2. Entering a domain reveals the section tabs

  • From the portfolio, pick the first domain in the chrome’s workspace dropdown
  • Expected: The tab nav shows Overview, Decisions, Rules, and Trust — and no Actions tab.

3. Overview renders

  • Inside a domain, open the Overview tab (/)
  • Expected: The overview surface renders its content (not a blank page).

4. Decisions read renders

  • Open the Decisions tab (/decisions)
  • Expected: The decisions surface renders the recent-decisions read (a feed, or an explicit empty state).

5. Rules read renders

  • Open Rules tab (/world-model)
  • Expected: The surface renders the deployed version’s content (version metadata + rule corpus), or an explicit empty state.

6. Trust read renders

  • Open the Trust tab (/system-card)
  • Expected: The trust surface renders the deployment-scoped operational record, or an explicit empty state.
  • Navigate directly to /world-model-card
  • Expected: The Ruleset Card renders the version-scoped methodology record — authority basis, where the rules come from, the action registry, and gates passed — or an explicit empty state. Reachable as a deep link even though it has no tab.
  • Visit the portfolio and each tab in turn
  • Expected: The non-dismissible alpha-preview footer is present on every surface.

Test Data

LabelValueNotes
Deployed world(bound via seed_customer_fixture)Customer domain → deployed version

Overview surface

Self-contained scenario block appended for the redesigned domain Overview: the live eyebrow, the trust metrics, the attention banner (held + blocked), the “How decisions resolved” outcome bar + per-state grid, and the recent-decisions feed that deep-links into a decision. Verified inside a domain (the QA customer’s seeded domain is bound to a deployed version with recorded decisions).
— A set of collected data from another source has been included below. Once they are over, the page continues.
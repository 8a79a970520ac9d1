//! Authenticated HTTP client for the Cloudbeds API (v1.3).
//!
//! The client performs exactly one attempt per call. Retry policy, if any,
//! belongs to the caller: auth and rate-limit problems are actionable by the
//! user, so they are surfaced as typed errors rather than retried blindly.

use std::time::Duration;

use anyhow::{Context, Result};
use reqwest::header::{ACCEPT, CONTENT_TYPE};
use reqwest::StatusCode;
use serde_json::Value;
use thiserror::Error;
use tracing::debug;

/// Production API base. Tests point the client at a local mock instead.
pub const API_BASE_URL: &str = "https://api.cloudbeds.com/api/v1.3";

pub const ALLOTMENT_BLOCKS_ENDPOINT: &str = "getAllotmentBlocks";
pub const RESERVATIONS_ENDPOINT: &str = "getReservations";
pub const RESERVATION_DETAIL_ENDPOINT: &str = "getReservation";

const REQUEST_TIMEOUT: Duration = Duration::from_secs(30);

/// API credentials resolved from the local config store.
#[derive(Debug, Clone, PartialEq, Eq)]
pub struct Credentials {
    /// Static API key sent as the `x-api-key` header.
    pub api_key: String,
    /// Cloudbeds property identifier, sent as the `propertyID` query param.
    pub property_id: String,
}

/// Fixed failure taxonomy for vendor API calls.
///
/// Display strings are user-facing and rendered verbatim by the UI.
#[derive(Debug, Error)]
pub enum ApiClientError {
    #[error("Authentication failed. Please check your API key.")]
    Unauthorized,
    #[error("Access forbidden. Please check your API permissions.")]
    Forbidden,
    #[error("Rate limit exceeded. Please try again in a few minutes.")]
    RateLimited,
    /// Any other non-200 status. `message` comes from the body's JSON
    /// `"message"` field when the body parses, else the raw body text.
    #[error("API Error: {status} - {message}")]
    Api { status: u16, message: String },
    #[error("Request timed out. Please check your internet connection.")]
    Timeout,
    #[error("Connection error. Please check your internet connection.")]
    Connection,
    #[error("Connection error: {message}")]
    Unknown { message: String },
}

/// Cloudbeds API client.
pub struct CloudbedsClient {
    http: reqwest::Client,
    base_url: String,
}

impl CloudbedsClient {
    /// Create a client against the production API base.
    pub fn new() -> Result<Self> {
        Self::with_base_url(API_BASE_URL)
    }

    /// Create a client against an arbitrary base URL (used by tests).
    pub fn with_base_url(base_url: impl Into<String>) -> Result<Self> {
        let http = reqwest::Client::builder()
            .timeout(REQUEST_TIMEOUT)
            .build()
            .context("Failed to create HTTP client")?;

        Ok(Self {
            http,
            base_url: base_url.into(),
        })
    }

    /// Issue one authenticated GET against `endpoint` and classify the outcome.
    ///
    /// HTTP 200 yields the parsed JSON body; everything else maps onto the
    /// [`ApiClientError`] taxonomy. No retries are performed here.
    pub async fn call(
        &self,
        endpoint: &str,
        params: &[(&str, &str)],
        credentials: &Credentials,
    ) -> Result<Value, ApiClientError> {
        let url = format!("{}/{}", self.base_url, endpoint);

        let response = self
            .http
            .get(&url)
            .header("x-api-key", &credentials.api_key)
            .header(ACCEPT, "application/json")
            .header(CONTENT_TYPE, "application/json")
            .query(params)
            .send()
            .await
            .map_err(map_transport_error)?;

        let status = response.status();
        debug!(endpoint, status = status.as_u16(), "cloudbeds api call");

        match status {
            StatusCode::OK => response.json().await.map_err(map_transport_error),
            StatusCode::UNAUTHORIZED => Err(ApiClientError::Unauthorized),
            StatusCode::FORBIDDEN => Err(ApiClientError::Forbidden),
            StatusCode::TOO_MANY_REQUESTS => Err(ApiClientError::RateLimited),
            other => {
                let body = response.text().await.unwrap_or_default();
                Err(ApiClientError::Api {
                    status: other.as_u16(),
                    message: extract_error_message(&body),
                })
            }
        }
    }

    /// Fetch all allotment blocks overlapping the given date window.
    pub async fn get_allotment_blocks(
        &self,
        credentials: &Credentials,
        start_date: &str,
        end_date: &str,
    ) -> Result<Vec<Value>, ApiClientError> {
        let body = self
            .call(
                ALLOTMENT_BLOCKS_ENDPOINT,
                &[
                    ("propertyID", credentials.property_id.as_str()),
                    ("startDate", start_date),
                    ("endDate", end_date),
                ],
                credentials,
            )
            .await?;
        Ok(data_array(body))
    }

    /// Fetch reservations with check-in inside the given window, including
    /// guest details.
    pub async fn get_reservations(
        &self,
        credentials: &Credentials,
        check_in_from: &str,
        check_in_to: &str,
    ) -> Result<Vec<Value>, ApiClientError> {
        let body = self
            .call(
                RESERVATIONS_ENDPOINT,
                &[
                    ("propertyID", credentials.property_id.as_str()),
                    ("checkInFrom", check_in_from),
                    ("checkInTo", check_in_to),
                    ("includeGuestsDetails", "true"),
                ],
                credentials,
            )
            .await?;
        Ok(data_array(body))
    }

    /// Fetch the detail record for one reservation. Returns `Value::Null`
    /// when the response carries no `data` object.
    pub async fn get_reservation(
        &self,
        credentials: &Credentials,
        reservation_id: &str,
    ) -> Result<Value, ApiClientError> {
        let body = self
            .call(
                RESERVATION_DETAIL_ENDPOINT,
                &[
                    ("propertyID", credentials.property_id.as_str()),
                    ("reservationID", reservation_id),
                ],
                credentials,
            )
            .await?;
        Ok(body.get("data").cloned().unwrap_or(Value::Null))
    }
}

fn map_transport_error(err: reqwest::Error) -> ApiClientError {
    if err.is_timeout() {
        ApiClientError::Timeout
    } else if err.is_connect() {
        ApiClientError::Connection
    } else {
        ApiClientError::Unknown {
            message: err.to_string(),
        }
    }
}

/// Pull the vendor's `"message"` field out of an error body, falling back to
/// the raw text when the body is not JSON.
fn extract_error_message(body: &str) -> String {
    serde_json::from_str::<Value>(body)
        .ok()
        .and_then(|v| v.get("message")?.as_str().map(str::to_string))
        .unwrap_or_else(|| body.to_string())
}

/// Unwrap the `{"data": [...]}` envelope. An absent or wrong-typed envelope
/// degrades to an empty list rather than an error.
fn data_array(body: Value) -> Vec<Value> {
    match body {
        Value::Object(mut map) => match map.remove("data") {
            Some(Value::Array(items)) => items,
            _ => Vec::new(),
        },
        _ => Vec::new(),
    }
}
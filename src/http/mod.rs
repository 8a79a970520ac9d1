//! HTTP server module.
//!
//! Axum-based REST layer consumed by the local web UI. Handlers parse the
//! request, delegate to the report pipeline and the Cloudbeds client, and
//! wrap every business response in the `{"success": ...}` envelope the
//! frontend expects. No report state lives here: each request builds its
//! report fresh from the vendor API.

pub mod dto;
pub mod error;
pub mod handlers;
pub mod router;
pub mod state;

pub use router::create_router;
pub use state::AppState;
O1. Overview leads with the live eyebrow and trust metrics

  • Inside a domain, open the Overview tab (/)
  • Expected: The “Spectral is live for this workspace” eyebrow renders, and the trust metrics block shows Decisions made, Active ruleset, and Rules in force.

O2. The “How decisions resolved” breakdown renders

  • On the Overview, find the outcome breakdown
  • Expected: The four-segment outcome bar and the per-state grid render, each state labelled with its four-state human label (Proceed / Hold / Blocked / No action needed) — not color alone — with a count and percent. The header carries the real producer window label (“Last 7 days” — the windowed statistics default). Each per-state grid cell carries a producer-derived percent sub-line ending in % — the percent is read off the System Card, never recomputed in the surface.
  • On the Overview, find the recent-decisions feed
  • Expected: The feed renders (or an explicit empty state); each row links to /decisions?decision_id=…, and clicking a row opens that decision’s deep-dive.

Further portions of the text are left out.